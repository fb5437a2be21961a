use docforge_answers::ReadError;

/// Error type for assembly-service operations.
#[derive(Debug, thiserror::Error)]
pub enum ServiceError {
    /// An answer-set payload could not be read.
    #[error("answer set rejected: {0}")]
    Answers(#[from] ReadError),

    /// The requested template or package was not usable.
    #[error("template error: {0}")]
    Template(String),

    /// The transport layer failed (connection, protocol, timeout).
    #[error("transport failure: {0}")]
    Transport(#[from] anyhow::Error),
}
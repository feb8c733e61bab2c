//! Insertion-ordered adjacency-list digraph with unweighted shortest-path queries.

use crate::error::{Error, Result};
use indexmap::IndexMap;
use rustc_hash::FxBuildHasher;
use std::collections::VecDeque;
use std::fmt;
use std::hash::Hash;

type VertexMap<V> = IndexMap<V, Vec<V>, FxBuildHasher>;

/// A directed, unweighted graph keyed by an arbitrary hashable vertex value.
///
/// Vertices iterate in registration order and each vertex keeps its outgoing
/// neighbors in first-insertion order, so traversals and the [`fmt::Display`]
/// rendering are deterministic for a given insertion sequence.
///
/// Two values that compare equal (and hash alike) are the same vertex. Vertices
/// and edges are only ever added; there is no removal.
#[derive(Debug, Clone)]
pub struct AdjacencyGraph<V> {
    vertices: VertexMap<V>,
}

impl<V> Default for AdjacencyGraph<V> {
    fn default() -> Self {
        Self::new()
    }
}

impl<V> AdjacencyGraph<V> {
    pub fn new() -> Self {
        Self {
            vertices: VertexMap::default(),
        }
    }

    pub fn vertex_count(&self) -> usize {
        self.vertices.len()
    }

    pub fn edge_count(&self) -> usize {
        self.vertices.values().map(Vec::len).sum()
    }

    pub fn is_empty(&self) -> bool {
        self.vertices.is_empty()
    }

    /// Registered vertices, in registration order.
    pub fn vertices(&self) -> impl Iterator<Item = &V> {
        self.vertices.keys()
    }
}

impl<V> AdjacencyGraph<V>
where
    V: Eq + Hash,
{
    /// Registers `vertex` with an empty neighbor list. Re-registering an
    /// existing vertex leaves the graph untouched.
    pub fn add_vertex(&mut self, vertex: V) -> &mut Self {
        self.vertices.entry(vertex).or_default();
        self
    }

    pub fn has_vertex(&self, vertex: &V) -> bool {
        self.vertices.contains_key(vertex)
    }

    pub fn has_edge(&self, origin: &V, destination: &V) -> bool {
        self.vertices
            .get(origin)
            .map_or(false, |neighbors| neighbors.contains(destination))
    }

    /// Outgoing neighbors of `vertex` in first-insertion order, or `None` if
    /// the vertex is not registered.
    pub fn neighbors(&self, vertex: &V) -> Option<&[V]> {
        self.vertices.get(vertex).map(Vec::as_slice)
    }
}

impl<V> AdjacencyGraph<V>
where
    V: Eq + Hash + Clone + fmt::Debug,
{
    /// Records the directed edge `origin -> destination`.
    ///
    /// Both endpoints must already be registered; nothing is mutated on
    /// failure. Repeating an edge is a no-op and self-loops are stored like
    /// any other edge.
    pub fn add_edge(&mut self, origin: V, destination: V) -> Result<&mut Self> {
        if !self.vertices.contains_key(&origin) {
            return Err(Error::MissingOrigin {
                vertex: format!("{origin:?}"),
            });
        }
        if !self.vertices.contains_key(&destination) {
            return Err(Error::MissingDestination {
                vertex: format!("{destination:?}"),
            });
        }
        if let Some(neighbors) = self.vertices.get_mut(&origin) {
            if !neighbors.contains(&destination) {
                neighbors.push(destination);
            }
        }
        Ok(self)
    }

    /// Path with the fewest edges from `origin` to `destination`, or an empty
    /// vector when `destination` is unreachable.
    ///
    /// Breadth-first search over the adjacency relation: each vertex's
    /// predecessor is fixed the first time it is discovered and neighbors are
    /// expanded in insertion order, so among equally short paths the
    /// first-discovered one is returned. A vertex always reaches itself by the
    /// zero-length path `[origin]`, whether or not a self-loop edge exists.
    pub fn shortest_path(&self, origin: &V, destination: &V) -> Result<Vec<V>> {
        let Some(origin_idx) = self.vertices.get_index_of(origin) else {
            return Err(Error::MissingOrigin {
                vertex: format!("{origin:?}"),
            });
        };
        let Some(destination_idx) = self.vertices.get_index_of(destination) else {
            return Err(Error::MissingDestination {
                vertex: format!("{destination:?}"),
            });
        };

        if origin_idx == destination_idx {
            return Ok(vec![origin.clone()]);
        }

        let mut predecessor: Vec<Option<usize>> = vec![None; self.vertices.len()];
        let mut frontier: VecDeque<usize> = VecDeque::new();
        frontier.push_back(origin_idx);

        while predecessor[destination_idx].is_none() {
            let Some(current) = frontier.pop_front() else {
                break;
            };
            let Some((_, neighbors)) = self.vertices.get_index(current) else {
                continue;
            };
            for neighbor in neighbors {
                let Some(neighbor_idx) = self.vertices.get_index_of(neighbor) else {
                    continue;
                };
                if predecessor[neighbor_idx].is_none() {
                    predecessor[neighbor_idx] = Some(current);
                    frontier.push_back(neighbor_idx);
                }
            }
        }

        // Retrace predecessors destination -> origin, then flip.
        let mut trail = vec![destination_idx];
        let mut cursor = destination_idx;
        while cursor != origin_idx {
            let Some(previous) = predecessor[cursor] else {
                // The frontier drained before the destination was discovered.
                return Ok(Vec::new());
            };
            trail.push(previous);
            cursor = previous;
        }

        Ok(trail
            .into_iter()
            .rev()
            .filter_map(|idx| self.vertices.get_index(idx))
            .map(|(vertex, _)| vertex.clone())
            .collect())
    }
}

impl<V> fmt::Display for AdjacencyGraph<V>
where
    V: fmt::Debug,
{
    /// One `vertex -> [neighbors]` line per vertex, in registration order.
    fn fmt(&self, f: &mut fmt::Formatter<'_>) -> fmt::Result {
        for (i, (vertex, neighbors)) in self.vertices.iter().enumerate() {
            if i > 0 {
                f.write_str("\n")?;
            }
            write!(f, "{vertex:?} -> {neighbors:?}")?;
        }
        Ok(())
    }
}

--------

Among the preceding records, how many lines include the word "bool"? Reply with the number only.

## Solved problem:
3